Segment Start: Records for the task

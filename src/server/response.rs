use axum::{
    http::{header, StatusCode},
    response::{IntoResponse, Response},
};

use crate::convert::{ConversionError, Stage};

pub const TEXT_PLAIN: &str = "text/plain; charset=utf-8";

/// Validation and fetch failures are client-correctable; extraction faults are ours.
pub fn status_for(stage: Stage) -> StatusCode {
    match stage {
        Stage::Validation | Stage::Fetch => StatusCode::BAD_REQUEST,
        Stage::Parse => StatusCode::INTERNAL_SERVER_ERROR,
    }
}

pub fn plain_text(status: StatusCode, body: impl Into<String>) -> Response {
    let body: String = body.into();
    (status, [(header::CONTENT_TYPE, TEXT_PLAIN)], body).into_response()
}

/// 302 to a same-origin location.
pub fn found(location: &str) -> Response {
    (StatusCode::FOUND, [(header::LOCATION, location.to_string())]).into_response()
}

impl IntoResponse for ConversionError {
    fn into_response(self) -> Response {
        plain_text(status_for(self.stage()), self.to_string())
    }
}
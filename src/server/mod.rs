pub mod landing;
pub mod response;
pub mod router;

use anyhow::{Context, Result};
use std::net::SocketAddr;
use std::sync::Arc;
use tokio::net::TcpListener;
use tracing::{info, warn};

use crate::convert::{ConversionService, ServiceConfig};

#[derive(Debug, Clone)]
pub struct ServerConfig {
    pub addr: SocketAddr,
    /// Public origin shown on the landing page; derived from `Host` when unset.
    pub base_url: Option<String>,
    pub service: ServiceConfig,
}

#[derive(Clone)]
pub struct AppState {
    pub service: Arc<ConversionService>,
    pub base_url: Option<String>,
}

impl AppState {
    pub fn new(service: ConversionService, base_url: Option<String>) -> Self {
        Self {
            service: Arc::new(service),
            base_url: base_url.map(|url| normalize_base_url(&url)),
        }
    }
}

/// Ensures exactly one trailing slash.
pub fn normalize_base_url(url: &str) -> String {
    format!("{}/", url.trim_end_matches('/'))
}

pub async fn serve(config: ServerConfig) -> Result<()> {
    let service = ConversionService::new(&config.service)?;
    let app = router::router(AppState::new(service, config.base_url.clone()));

    let listener = TcpListener::bind(config.addr)
        .await
        .with_context(|| format!("failed to bind {}", config.addr))?;
    info!("PDF to text service listening on {}", config.addr);

    axum::serve(listener, app)
        .with_graceful_shutdown(shutdown_signal())
        .await
        .context("HTTP server error")?;

    info!("Server stopped");
    Ok(())
}

async fn shutdown_signal() {
    match tokio::signal::ctrl_c().await {
        Ok(()) => info!("Shutdown signal received"),
        Err(e) => {
            warn!("Failed to install Ctrl+C handler: {}", e);
            std::future::pending::<()>().await;
        }
    }
}
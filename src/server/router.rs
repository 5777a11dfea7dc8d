use axum::{
    extract::{rejection::FormRejection, rejection::QueryRejection, Form, Query, State},
    http::{header, HeaderMap, Method, StatusCode, Uri},
    response::{Html, IntoResponse, Response},
    routing::get,
    Router,
};
use tower_http::trace::TraceLayer;
use tracing::{debug, info};

use super::landing;
use super::response::{found, plain_text, TEXT_PLAIN};
use super::AppState;
use crate::convert::ConversionError;

pub fn router(state: AppState) -> Router {
    Router::new()
        .route("/", get(landing_page))
        .route("/convert", get(convert_query).post(convert_form))
        .fallback(convert_path)
        .layer(TraceLayer::new_for_http())
        .with_state(state)
}

/// Field names `/convert` reads. The landing form sends `url`; scripted POSTs send `pdfUrl`.
const URL_FIELDS: [&str; 2] = ["url", "pdfUrl"];

/// First non-empty `url`, else first non-empty `pdfUrl`. Repeated keys are allowed.
fn source_url(pairs: Vec<(String, String)>) -> Option<String> {
    URL_FIELDS.iter().find_map(|field| {
        pairs
            .iter()
            .find(|(key, value)| key == field && !value.is_empty())
            .map(|(_, value)| value.clone())
    })
}

async fn landing_page(State(state): State<AppState>, headers: HeaderMap) -> Html<String> {
    Html(landing::render(&public_base_url(&state, &headers)))
}

fn public_base_url(state: &AppState, headers: &HeaderMap) -> String {
    if let Some(base) = &state.base_url {
        return base.clone();
    }
    let scheme = headers
        .get("x-forwarded-proto")
        .and_then(|proto| proto.to_str().ok())
        .and_then(|proto| proto.split(',').next())
        .map(|proto| proto.trim().to_ascii_lowercase())
        .filter(|proto| proto == "http" || proto == "https")
        .unwrap_or_else(|| "http".to_string());
    headers
        .get(header::HOST)
        .and_then(|host| host.to_str().ok())
        .map(|host| format!("{}://{}/", scheme, host))
        .unwrap_or_else(|| "/".to_string())
}

async fn convert_query(
    params: Result<Query<Vec<(String, String)>>, QueryRejection>,
) -> Response {
    let pairs = match params {
        Ok(Query(pairs)) => pairs,
        Err(e) => {
            debug!("Unreadable /convert query: {}", e);
            Vec::new()
        }
    };
    redirect_to_canonical(pairs)
}

async fn convert_form(params: Result<Form<Vec<(String, String)>>, FormRejection>) -> Response {
    let pairs = match params {
        Ok(Form(pairs)) => pairs,
        Err(e) => {
            debug!("Unreadable /convert form body: {}", e);
            Vec::new()
        }
    };
    redirect_to_canonical(pairs)
}

fn redirect_to_canonical(pairs: Vec<(String, String)>) -> Response {
    match source_url(pairs) {
        Some(source) => found(&canonical_path(&source)),
        None => plain_text(StatusCode::BAD_REQUEST, "No URL provided"),
    }
}

/// `/` followed by the percent-encoded source URL.
pub fn canonical_path(source_url: &str) -> String {
    format!("/{}", urlencoding::encode(source_url))
}

async fn convert_path(State(state): State<AppState>, method: Method, uri: Uri) -> Response {
    if method != Method::GET && method != Method::HEAD {
        return StatusCode::METHOD_NOT_ALLOWED.into_response();
    }

    let raw = uri.path().strip_prefix('/').unwrap_or(uri.path());
    if raw.is_empty() || raw == "/" {
        return found("/");
    }

    let source_url = match urlencoding::decode(raw) {
        Ok(decoded) => decoded.into_owned(),
        Err(e) => return ConversionError::InvalidUrl(e.to_string()).into_response(),
    };

    info!(target: "pdf_convert", url = %source_url, "Conversion requested");
    match state.service.convert(&source_url).await {
        Ok(text) => (StatusCode::OK, [(header::CONTENT_TYPE, TEXT_PLAIN)], text).into_response(),
        Err(e) => e.into_response(),
    }
}
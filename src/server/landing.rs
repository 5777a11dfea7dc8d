/// Renders the landing page. `base_url` is shown in the path-embedded example
/// and must end with `/`.
pub fn render(base_url: &str) -> String {
    let base = html_escape::encode_text(base_url);
    format!(
        r#"<!DOCTYPE html>
<html lang="en">
  <head>
    <meta charset="UTF-8">
    <meta name="viewport" content="width=device-width, initial-scale=1.0">
    <title>PDF to Text Converter</title>
    <style>
      body {{ font-family: -apple-system, BlinkMacSystemFont, "Segoe UI", Roboto, sans-serif; max-width: 760px; margin: 2rem auto; padding: 0 1rem; line-height: 1.6; color: #333; }}
      h1 {{ color: #0070f3; text-align: center; }}
      section {{ background: #f6f6f6; border-radius: 8px; padding: 1.25rem 1.5rem; margin: 1.5rem 0; }}
      code {{ background: #e6e6e6; padding: 2px 6px; border-radius: 4px; word-break: break-all; }}
      input[type="url"] {{ width: 100%; padding: 10px; margin: 8px 0; border: 2px solid #ddd; border-radius: 6px; font-size: 16px; box-sizing: border-box; }}
      button {{ width: 100%; padding: 10px; background: #0070f3; color: #fff; border: none; border-radius: 6px; font-size: 16px; cursor: pointer; }}
      button:hover {{ background: #0051a2; }}
    </style>
  </head>
  <body>
    <h1>PDF to Text Converter</h1>

    <section>
      <h2>Direct URL</h2>
      <p>Append the address of a PDF to this service's URL:</p>
      <p><code>{base}https://example.com/sample.pdf</code></p>
      <p>Percent-encoding the PDF address also works, e.g. <code>{base}https%3A%2F%2Fexample.com%2Fsample.pdf</code>.</p>
    </section>

    <section>
      <h2>Form</h2>
      <p>Paste a PDF URL and submit. The form redirects to the direct URL form above.</p>
      <form action="/convert" method="GET">
        <input type="url" name="url" placeholder="https://example.com/document.pdf" pattern=".*\.[pP][dD][fF]" required>
        <button type="submit">Convert to Text</button>
      </form>
      <p>Scripts can also <code>POST /convert</code> with the form field <code>pdfUrl</code>.</p>
    </section>

    <section>
      <h2>Notes</h2>
      <ul>
        <li>The URL must end with <code>.pdf</code>.</li>
        <li>The PDF must be publicly reachable from this server.</li>
        <li>Only embedded text is returned; scanned pages and encrypted files are not supported.</li>
      </ul>
    </section>
  </body>
</html>
"#
    )
}
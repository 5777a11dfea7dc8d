use axum::Router;
use std::net::SocketAddr;
use tokio::net::TcpListener;

/// Serves `app` on an ephemeral loopback port for the lifetime of the test runtime.
pub async fn spawn_upstream(app: Router) -> SocketAddr {
    let listener = TcpListener::bind("127.0.0.1:0")
        .await
        .expect("bind upstream listener");
    let addr = listener.local_addr().expect("upstream address");
    tokio::spawn(async move {
        axum::serve(listener, app).await.expect("upstream server");
    });
    addr
}
use anyhow::Context;
use reqwest::{header, Client, StatusCode};
use std::time::{Duration, Instant};
use thiserror::Error;
use tracing::{info, warn};

use crate::utils::content_guard::SizeGuard;

#[derive(Error, Debug, Clone, PartialEq, Eq)]
pub enum FetchError {
    /// Upstream answered with a non-2xx status. Displays the reason phrase only.
    #[error("{reason}")]
    Status { status: u16, reason: String },

    #[error("{0}")]
    Transport(String),

    #[error("failed to read response body: {0}")]
    Body(String),

    #[error("PDF exceeds the allowed size limit of {limit} bytes")]
    TooLarge { limit: u64 },
}

impl FetchError {
    fn from_status(status: StatusCode) -> Self {
        let reason = status
            .canonical_reason()
            .map(str::to_string)
            .unwrap_or_else(|| format!("HTTP {}", status.as_u16()));
        FetchError::Status {
            status: status.as_u16(),
            reason,
        }
    }
}

/// Bytes returned by a successful fetch.
#[derive(Debug, Clone)]
pub struct FetchedBody {
    pub bytes: Vec<u8>,
    pub content_type: Option<String>,
}

/// Single-attempt HTTP GET with an optional timeout and a body-size cap.
#[derive(Debug, Clone)]
pub struct PdfFetcher {
    client: Client,
    max_bytes: u64,
}

impl PdfFetcher {
    pub fn new(
        timeout: Option<Duration>,
        user_agent: &str,
        max_bytes: u64,
    ) -> anyhow::Result<Self> {
        let mut builder = Client::builder().user_agent(user_agent);
        if let Some(timeout) = timeout {
            builder = builder.timeout(timeout);
        }
        let client = builder.build().context("failed to build HTTP client")?;
        Ok(Self { client, max_bytes })
    }

    pub async fn fetch(&self, url: &url::Url) -> Result<FetchedBody, FetchError> {
        info!(target: "pdf_convert", url = %url, "Starting HTTP fetch");
        let started = Instant::now();

        let mut response = self.client.get(url.as_str()).send().await.map_err(|e| {
            warn!(target: "pdf_convert", url = %url, "HTTP transport error: {}", e);
            FetchError::Transport(e.to_string())
        })?;

        let status = response.status();
        if !status.is_success() {
            warn!(target: "pdf_convert", url = %url, status = status.as_u16(), "HTTP non-success status");
            return Err(FetchError::from_status(status));
        }

        let content_type = response
            .headers()
            .get(header::CONTENT_TYPE)
            .and_then(|ct| ct.to_str().ok())
            .map(|s| s.to_string());

        let mut guard = SizeGuard::new(self.max_bytes);
        if !guard.admits_declared(response.content_length()) {
            warn!(target: "pdf_convert", url = %url, declared = ?response.content_length(), limit = guard.limit(), "Declared body too large; refusing");
            return Err(FetchError::TooLarge {
                limit: guard.limit(),
            });
        }

        let mut bytes = Vec::new();
        while let Some(chunk) = response.chunk().await.map_err(|e| {
            warn!(target: "pdf_convert", url = %url, "Body read failed: {}", e);
            FetchError::Body(e.to_string())
        })? {
            if !guard.admit(chunk.len()) {
                warn!(target: "pdf_convert", url = %url, limit = guard.limit(), "Body exceeded size limit; aborting");
                return Err(FetchError::TooLarge {
                    limit: guard.limit(),
                });
            }
            bytes.extend_from_slice(&chunk);
        }

        info!(
            target: "pdf_convert",
            url = %url,
            size = bytes.len(),
            ct = ?content_type,
            elapsed_ms = started.elapsed().as_millis() as u64,
            "HTTP fetch completed"
        );
        Ok(FetchedBody {
            bytes,
            content_type,
        })
    }
}

#[cfg(test)]
mod tests {
    use super::*;
    use crate::test_support::spawn_upstream;
    use axum::{http::StatusCode as AxumStatus, routing::get, Router};

    fn fetcher(max_bytes: u64) -> PdfFetcher {
        PdfFetcher::new(Some(Duration::from_secs(5)), "pdf-to-text-test", max_bytes)
            .expect("client")
    }

    #[tokio::test]
    async fn returns_body_and_content_type() {
        let app = Router::new().route(
            "/doc.pdf",
            get(|| async { ([("content-type", "application/pdf")], "%PDF-1.4 body") }),
        );
        let addr = spawn_upstream(app).await;
        let url = url::Url::parse(&format!("http://{addr}/doc.pdf")).unwrap();

        let body = fetcher(1024).fetch(&url).await.expect("fetch");
        assert_eq!(body.bytes, b"%PDF-1.4 body");
        assert_eq!(body.content_type.as_deref(), Some("application/pdf"));
    }

    #[tokio::test]
    async fn non_success_status_carries_reason() {
        let app = Router::new().route("/missing.pdf", get(|| async { AxumStatus::NOT_FOUND }));
        let addr = spawn_upstream(app).await;
        let url = url::Url::parse(&format!("http://{addr}/missing.pdf")).unwrap();

        let err = fetcher(1024).fetch(&url).await.unwrap_err();
        assert_eq!(
            err,
            FetchError::Status {
                status: 404,
                reason: "Not Found".to_string()
            }
        );
        assert_eq!(err.to_string(), "Not Found");
    }

    #[tokio::test]
    async fn oversized_body_is_refused() {
        let app = Router::new().route("/big.pdf", get(|| async { vec![b'x'; 4096] }));
        let addr = spawn_upstream(app).await;
        let url = url::Url::parse(&format!("http://{addr}/big.pdf")).unwrap();

        let err = fetcher(1024).fetch(&url).await.unwrap_err();
        assert_eq!(err, FetchError::TooLarge { limit: 1024 });
    }

    #[tokio::test]
    async fn connection_refused_is_transport_error() {
        let listener = std::net::TcpListener::bind("127.0.0.1:0").unwrap();
        let addr = listener.local_addr().unwrap();
        drop(listener);
        let url = url::Url::parse(&format!("http://{addr}/gone.pdf")).unwrap();

        let err = fetcher(1024).fetch(&url).await.unwrap_err();
        assert!(matches!(err, FetchError::Transport(_)));
    }

    #[test]
    fn unknown_status_falls_back_to_code() {
        let status = StatusCode::from_u16(599).unwrap();
        assert_eq!(FetchError::from_status(status).to_string(), "HTTP 599");
    }
}
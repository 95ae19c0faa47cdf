//! Weighted adjacency entry.

use serde::Serialize;

use super::Vertex;

/// One outgoing edge as seen from its source vertex.
#[derive(Debug, Clone, Copy, PartialEq, Serialize)]
pub struct WeightedEdgeTo {
    /// Target vertex.
    pub to: Vertex,
    /// Edge weight. Dijkstra expects it to be non-negative.
    pub weight: f64,
}

impl WeightedEdgeTo {
    /// Create a weighted adjacency entry.
    pub fn new(to: Vertex, weight: f64) -> Self {
        Self { to, weight }
    }
}
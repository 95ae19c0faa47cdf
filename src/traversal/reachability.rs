//! Path-sensitive search: which vertices lie on every path between two vertices.
//!
//! Unlike the other traversals, the search here clears a vertex's mark when
//! it backtracks out of it. The marks therefore describe only the current
//! recursion path, and the search enumerates every simple path from the
//! start vertex. That is exponential in the worst case.

use std::fmt;

use serde::Serialize;

use crate::graph::Graph;
use crate::types::{check_edge, check_vertex, GraphResult, Vertex};

/// Vertices on the current recursion path.
#[derive(Debug, Clone)]
pub struct ActivePath {
    marks: Vec<bool>,
}

impl ActivePath {
    /// An empty path over `vertex_count` vertices.
    pub fn new(vertex_count: usize) -> Self {
        Self {
            marks: vec![false; vertex_count],
        }
    }

    /// Whether `v` is on the path.
    pub fn contains(&self, v: Vertex) -> bool {
        self.marks[v]
    }

    /// Whether no vertex is on the path.
    pub fn is_empty(&self) -> bool {
        !self.marks.iter().any(|&m| m)
    }

    /// Vertices not on the path, ascending.
    pub fn off_path(&self) -> impl Iterator<Item = Vertex> + '_ {
        self.marks
            .iter()
            .enumerate()
            .filter(|&(_, &on)| !on)
            .map(|(v, _)| v)
    }

    /// Run `f` with `v` pushed onto the path; `v` is popped again when `f`
    /// returns, whatever it returns.
    pub fn within<R>(&mut self, v: Vertex, f: impl FnOnce(&mut Self) -> R) -> R {
        self.marks[v] = true;
        let out = f(self);
        self.marks[v] = false;
        out
    }
}

/// Backtracking DFS from `v` towards `need_v`.
///
/// Each time the search stands on `need_v` it stops descending and sets
/// `result[u] = false` for every `u` off the current path. Entries of
/// `result` are never set back to `true`.
///
/// `path` and `result` must be sized `graph.vertex_count()`; `path` is left as
/// it was found.
pub fn path_dfs<G: Graph>(
    graph: &G,
    v: Vertex,
    path: &mut ActivePath,
    result: &mut [bool],
    need_v: Vertex,
) -> GraphResult<()> {
    let n = graph.vertex_count();
    check_vertex(v, n)?;
    check_vertex(need_v, n)?;
    descend(graph, v, path, result, need_v, n)
}

fn descend<G: Graph>(
    graph: &G,
    v: Vertex,
    path: &mut ActivePath,
    result: &mut [bool],
    need_v: Vertex,
    n: usize,
) -> GraphResult<()> {
    path.within(v, |path| -> GraphResult<()> {
        if v == need_v {
            for u in path.off_path() {
                result[u] = false;
            }
            return Ok(());
        }
        for next in graph.adjacencies(v) {
            check_edge(v, next, n)?;
            if !path.contains(next) {
                descend(graph, next, path, result, need_v, n)?;
            }
        }
        Ok(())
    })
}

/// For every vertex, whether it lies on every simple path from `v1` to `v2`.
///
/// `v1` and `v2` are always flagged when a path exists. When `v2` cannot be
/// reached every vertex stays flagged.
pub fn reachability_report<G: Graph>(
    graph: &G,
    v1: Vertex,
    v2: Vertex,
) -> GraphResult<ReachabilityReport> {
    let n = graph.vertex_count();
    check_vertex(v1, n)?;
    check_vertex(v2, n)?;

    let mut path = ActivePath::new(n);
    let mut flags = vec![true; n];
    descend(graph, v1, &mut path, &mut flags, v2, n)?;

    log::debug!(
        "path search {} -> {}: {} of {} vertices on every path",
        v1,
        v2,
        flags.iter().filter(|&&f| f).count(),
        n
    );
    Ok(ReachabilityReport { flags })
}

/// Per-vertex outcome of [`reachability_report`].
///
/// Displays as one `vertex->flag` line per vertex followed by a blank line.
#[derive(Debug, Clone, PartialEq, Eq, Serialize)]
pub struct ReachabilityReport {
    flags: Vec<bool>,
}

impl ReachabilityReport {
    /// Flag per vertex.
    pub fn flags(&self) -> &[bool] {
        &self.flags
    }

    /// Flag of one vertex; `false` when out of range.
    pub fn is_flagged(&self, v: Vertex) -> bool {
        self.flags.get(v).copied().unwrap_or(false)
    }

    /// Flagged vertices, ascending.
    pub fn flagged(&self) -> Vec<Vertex> {
        self.flags
            .iter()
            .enumerate()
            .filter_map(|(v, &f)| f.then_some(v))
            .collect()
    }

    /// Unwrap the flags.
    pub fn into_inner(self) -> Vec<bool> {
        self.flags
    }
}

impl fmt::Display for ReachabilityReport {
    fn fmt(&self, f: &mut fmt::Formatter<'_>) -> fmt::Result {
        for (v, flag) in self.flags.iter().enumerate() {
            writeln!(f, "{}->{}", v, flag)?;
        }
        writeln!(f)
    }
}
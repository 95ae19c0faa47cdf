//! graph-algos — classic graph algorithms over an abstract graph interface.
//!
//! Algorithms only see a graph through the [`Graph`] and [`WeightedGraph`]
//! traits; vertices are dense indices `0..vertex_count()`. All per-vertex
//! state belongs to the running algorithm, never to the graph.

pub mod graph;
pub mod paths;
pub mod traversal;
pub mod types;

// Re-export commonly used types at the crate root
pub use graph::{AdjacencyGraph, Graph, GraphBuilder, WeightedGraph};
pub use paths::{bellman_ford, dijkstra, dijkstra_all, MinDistanceSearchResult};
pub use traversal::{
    bfs, bfs_iter, dfs_iter, dfs_recursion, path_dfs, reachability_report, ActivePath,
    BreadthFirst, DepthFirst, ReachabilityReport,
};
pub use types::{GraphError, GraphResult, Vertex, WeightedEdgeTo, DEFAULT_EDGE_WEIGHT, INFINITY};
//! Single-source shortest paths.

pub mod bellman_ford;
pub mod dijkstra;
pub mod result;

pub use bellman_ford::bellman_ford;
pub use dijkstra::{dijkstra, dijkstra_all};
pub use result::MinDistanceSearchResult;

Segment End: Records for the task

— Exercise objective —
Set down, exactly as they stand above, the lines starting with the line with "check_vertex(v, n)?;" and going on through the line with "a blank line.", and no others.

— Reply —
    check_vertex(v, n)?;
    check_vertex(need_v, n)?;
    descend(graph, v, path, result, need_v, n)
}

fn descend<G: Graph>(
    graph: &G,
    v: Vertex,
    path: &mut ActivePath,
    result: &mut [bool],
    need_v: Vertex,
    n: usize,
) -> GraphResult<()> {
    path.within(v, |path| -> GraphResult<()> {
        if v == need_v {
            for u in path.off_path() {
                result[u] = false;
            }
            return Ok(());
        }
        for next in graph.adjacencies(v) {
            check_edge(v, next, n)?;
            if !path.contains(next) {
                descend(graph, next, path, result, need_v, n)?;
            }
        }
        Ok(())
    })
}

/// For every vertex, whether it lies on every simple path from `v1` to `v2`.
///
/// `v1` and `v2` are always flagged when a path exists. When `v2` cannot be
/// reached every vertex stays flagged.
pub fn reachability_report<G: Graph>(
    graph: &G,
    v1: Vertex,
    v2: Vertex,
) -> GraphResult<ReachabilityReport> {
    let n = graph.vertex_count();
    check_vertex(v1, n)?;
    check_vertex(v2, n)?;

    let mut path = ActivePath::new(n);
    let mut flags = vec![true; n];
    descend(graph, v1, &mut path, &mut flags, v2, n)?;

    log::debug!(
        "path search {} -> {}: {} of {} vertices on every path",
        v1,
        v2,
        flags.iter().filter(|&&f| f).count(),
        n
    );
    Ok(ReachabilityReport { flags })
}

/// Per-vertex outcome of [`reachability_report`].
///
/// Displays as one `vertex->flag` line per vertex followed by a blank line.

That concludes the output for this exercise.